Já devia ser umas boas duas da tarde. O sol ameaçava invadir o quarto de luz e calor, mesmo com as janelas fechadas. Era como se ele dissesse "levante-se preguiçoso! Não é hora de dormir!". Não era mesmo. Mas eu não ligava, fui dormir tão tarde que merecia ficar na cama o dia todo se desejasse, era sábado, afinal.

Mas o ruído não deixava. Maldito som. O que, diabos, estavam fazendo no quarto ao lado? Tentei ignorar o barulho mais uma vez, tampando a cabeça com meu travesseiro e me enfiando embaixo das cobertas. Sem a luz e sem o som, finalmente consegui alcançar aquele estado entre o sono e a vigília, em que tudo parece um sonho ou uma alucinação.

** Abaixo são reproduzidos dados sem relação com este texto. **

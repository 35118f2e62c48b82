//! Read-only, paginated query paths.

use chrono::{DateTime, Utc};

use treevite_storage::{
    ConversationId, Invite, InviteFilter, InviteId, Page, PageRequest, ParticipantId, Store,
    StoreError, Wave,
};

use crate::{CoreError, Treevite};

/// A participant's wave-joining context: which wave admitted them, when,
/// and that wave's declared fan-out.
#[derive(Clone, Debug)]
pub struct WaveContext {
    pub wave: Wave,
    pub invite_id: InviteId,
    pub joined_at: DateTime<Utc>,
}

impl<S: Store> Treevite<S> {
    /// List a conversation's waves, optionally filtered to one wave number.
    pub async fn list_waves(
        &self,
        conversation_id: ConversationId,
        wave_number: Option<i64>,
        page: &PageRequest,
    ) -> Result<Page<Wave>, CoreError> {
        self.require_conversation(&conversation_id)?;
        Ok(self
            .store
            .list_waves(&conversation_id, wave_number, page)
            .await?)
    }

    /// Administrator roster of invites, filterable by status, wave, owner,
    /// or to owner-seeded rows only.
    pub async fn list_invites_admin(
        &self,
        conversation_id: ConversationId,
        filter: &InviteFilter,
        page: &PageRequest,
    ) -> Result<Page<Invite>, CoreError> {
        self.require_conversation(&conversation_id)?;
        Ok(self.store.list_invites(&conversation_id, filter, page).await?)
    }

    /// A participant's view of the invites granted to them.
    pub async fn list_my_invites(
        &self,
        conversation_id: ConversationId,
        participant_id: ParticipantId,
        page: &PageRequest,
    ) -> Result<Page<Invite>, CoreError> {
        self.require_conversation(&conversation_id)?;
        let filter = InviteFilter::new().owner_participant_id(participant_id);
        Ok(self.store.list_invites(&conversation_id, &filter, page).await?)
    }

    /// The wave a participant joined through, when they joined, and the
    /// wave's declared fan-out.
    pub async fn my_wave_context(
        &self,
        conversation_id: ConversationId,
        participant_id: ParticipantId,
    ) -> Result<WaveContext, CoreError> {
        self.require_conversation(&conversation_id)?;

        let invite = match self
            .store
            .find_joining_invite(&conversation_id, &participant_id)
            .await
        {
            Ok(invite) => invite,
            Err(StoreError::NotFound) => {
                return Err(CoreError::Validation(
                    "participant did not join through an invite".into(),
                ));
            }
            Err(e) => return Err(e.into()),
        };

        let wave = self.store.get_wave_by_id(&invite.wave_id).await?;
        let joined_at = invite.consumed_at.ok_or_else(|| {
            CoreError::Store(StoreError::Backend(
                "consumed invite missing consumed_at".into(),
            ))
        })?;

        Ok(WaveContext {
            wave,
            invite_id: invite.id,
            joined_at,
        })
    }
}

Quando o som rastejante aumentou, não pude sufocar um grito de raiva. Taquei o travesseiro na parede e levantei num pulo, pronto para socar a cara de quem estivesse fazendo o ruído no quarto ao lado.

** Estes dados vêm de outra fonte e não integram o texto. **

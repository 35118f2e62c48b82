//! Error taxonomy for the core operations.
//!
//! Nothing in this subsystem auto-retries; every failure is surfaced to the
//! caller layer, which decides whether to prompt the user again. The
//! `http_status` mapping is the contract with those layers.

use thiserror::Error;

use treevite_crypto::CryptoError;
use treevite_storage::StoreError;

#[derive(Debug, Error)]
pub enum CoreError {
    /// Missing or malformed input. Never retried automatically.
    #[error("{0}")]
    Validation(String),

    /// The code doesn't resolve to an unconsumed invite; the user must
    /// request a new one.
    #[error("invite code is invalid or has already been used")]
    InvalidOrUsedInvite,

    /// The code was valid at lookup but a concurrent request consumed it
    /// first. Distinct from `InvalidOrUsedInvite` so the caller can explain
    /// the collision rather than implying the code was always dead.
    #[error("someone else already redeemed this invite code")]
    InviteRaceLost,

    /// Wrong, unknown, or revoked login code. Deliberately
    /// indistinguishable across the three causes.
    #[error("login code invalid")]
    LoginCodeInvalid,

    /// The bounded generate-and-insert loop ran out of attempts.
    #[error("could not generate a unique invite code")]
    CodeGenerationExhausted,

    #[error("storage error: {0}")]
    Store(#[from] StoreError),

    #[error("crypto error: {0}")]
    Crypto(#[from] CryptoError),

    #[error("token error: {0}")]
    Token(String),
}

impl CoreError {
    /// HTTP status the outer layer should map this failure to.
    pub fn http_status(&self) -> u16 {
        match self {
            CoreError::Validation(_)
            | CoreError::InvalidOrUsedInvite
            | CoreError::InviteRaceLost => 400,
            CoreError::LoginCodeInvalid => 401,
            CoreError::CodeGenerationExhausted
            | CoreError::Store(_)
            | CoreError::Crypto(_)
            | CoreError::Token(_) => 500,
        }
    }
}

#[cfg(test)]
mod tests {
    use super::*;

    #[test]
    fn test_status_mapping() {
        assert_eq!(CoreError::Validation("x".into()).http_status(), 400);
        assert_eq!(CoreError::InvalidOrUsedInvite.http_status(), 400);
        assert_eq!(CoreError::InviteRaceLost.http_status(), 400);
        assert_eq!(CoreError::LoginCodeInvalid.http_status(), 401);
        assert_eq!(CoreError::CodeGenerationExhausted.http_status(), 500);
        assert_eq!(CoreError::Store(StoreError::NotFound).http_status(), 500);
    }

    #[test]
    fn test_race_lost_message_differs_from_invalid() {
        // The UI relies on these being distinguishable.
        assert_ne!(
            CoreError::InviteRaceLost.to_string(),
            CoreError::InvalidOrUsedInvite.to_string()
        );
    }
}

Senti o chão gelado da república com meus pés descalços, inquieto demais para procurar os chinelos. Andei até o corredor, vociferando resmungos e palavrões, ainda atordoado pelo sono e cambaleando um pouco.

Agarrei a maçaneta da porta entreaberta e a escancarei num puxão só, com os punhos cerrados, pronto para atacar o novato que me atormentava.

Mas não havia novato algum.

O que vi era repugnante. Por um momento, tive certeza de estar dentro de um pesadelo. Como poderia ser outra coisa?

Uma coisa verde e asquerosa me encarava, com aspecto molhado e brilhoso, como se tivesse sido cuspida por outra coisa ainda mais asquerosa. Era um amontoado verde musgo, nem de longe uma centopéia. A coisa se arrastava lentamente, deixando uma gosma igualmente brilhante para trás.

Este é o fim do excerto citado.